> **ASSIGNED TASK**:
Report all lines from the entries below in which "Aborted" appears.

==== RECORDS FOR THIS TASK

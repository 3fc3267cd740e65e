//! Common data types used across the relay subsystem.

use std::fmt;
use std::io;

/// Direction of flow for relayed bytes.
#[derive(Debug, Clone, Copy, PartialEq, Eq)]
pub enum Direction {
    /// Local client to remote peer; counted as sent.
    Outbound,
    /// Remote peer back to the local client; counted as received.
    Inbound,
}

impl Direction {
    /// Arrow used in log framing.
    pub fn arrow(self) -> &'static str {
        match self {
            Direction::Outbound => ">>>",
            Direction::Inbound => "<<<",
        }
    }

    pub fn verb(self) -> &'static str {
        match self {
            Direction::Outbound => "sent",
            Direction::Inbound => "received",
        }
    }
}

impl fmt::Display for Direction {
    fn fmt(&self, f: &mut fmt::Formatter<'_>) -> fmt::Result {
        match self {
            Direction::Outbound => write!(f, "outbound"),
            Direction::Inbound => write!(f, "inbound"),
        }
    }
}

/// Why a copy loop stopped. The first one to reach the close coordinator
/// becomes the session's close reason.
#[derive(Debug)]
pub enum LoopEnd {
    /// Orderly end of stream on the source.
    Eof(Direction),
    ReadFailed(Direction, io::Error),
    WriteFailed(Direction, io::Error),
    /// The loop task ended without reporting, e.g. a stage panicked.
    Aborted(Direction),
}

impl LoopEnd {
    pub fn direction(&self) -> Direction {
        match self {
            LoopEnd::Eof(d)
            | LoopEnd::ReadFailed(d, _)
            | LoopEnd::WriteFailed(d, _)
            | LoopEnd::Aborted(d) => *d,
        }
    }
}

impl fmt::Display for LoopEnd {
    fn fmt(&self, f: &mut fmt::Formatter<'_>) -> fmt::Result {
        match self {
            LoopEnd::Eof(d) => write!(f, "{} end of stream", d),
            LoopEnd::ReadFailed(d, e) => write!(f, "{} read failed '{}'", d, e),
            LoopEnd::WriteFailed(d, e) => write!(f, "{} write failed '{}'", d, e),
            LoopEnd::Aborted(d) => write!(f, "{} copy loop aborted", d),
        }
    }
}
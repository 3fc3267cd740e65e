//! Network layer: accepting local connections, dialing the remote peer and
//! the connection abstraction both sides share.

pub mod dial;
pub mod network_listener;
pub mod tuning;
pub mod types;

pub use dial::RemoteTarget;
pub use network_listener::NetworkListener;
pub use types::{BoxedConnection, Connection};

========

> **FINISHED TASK**:
    Aborted(Direction),
            | LoopEnd::Aborted(d) => *d,
            LoopEnd::Aborted(d) => write!(f, "{} copy loop aborted", d),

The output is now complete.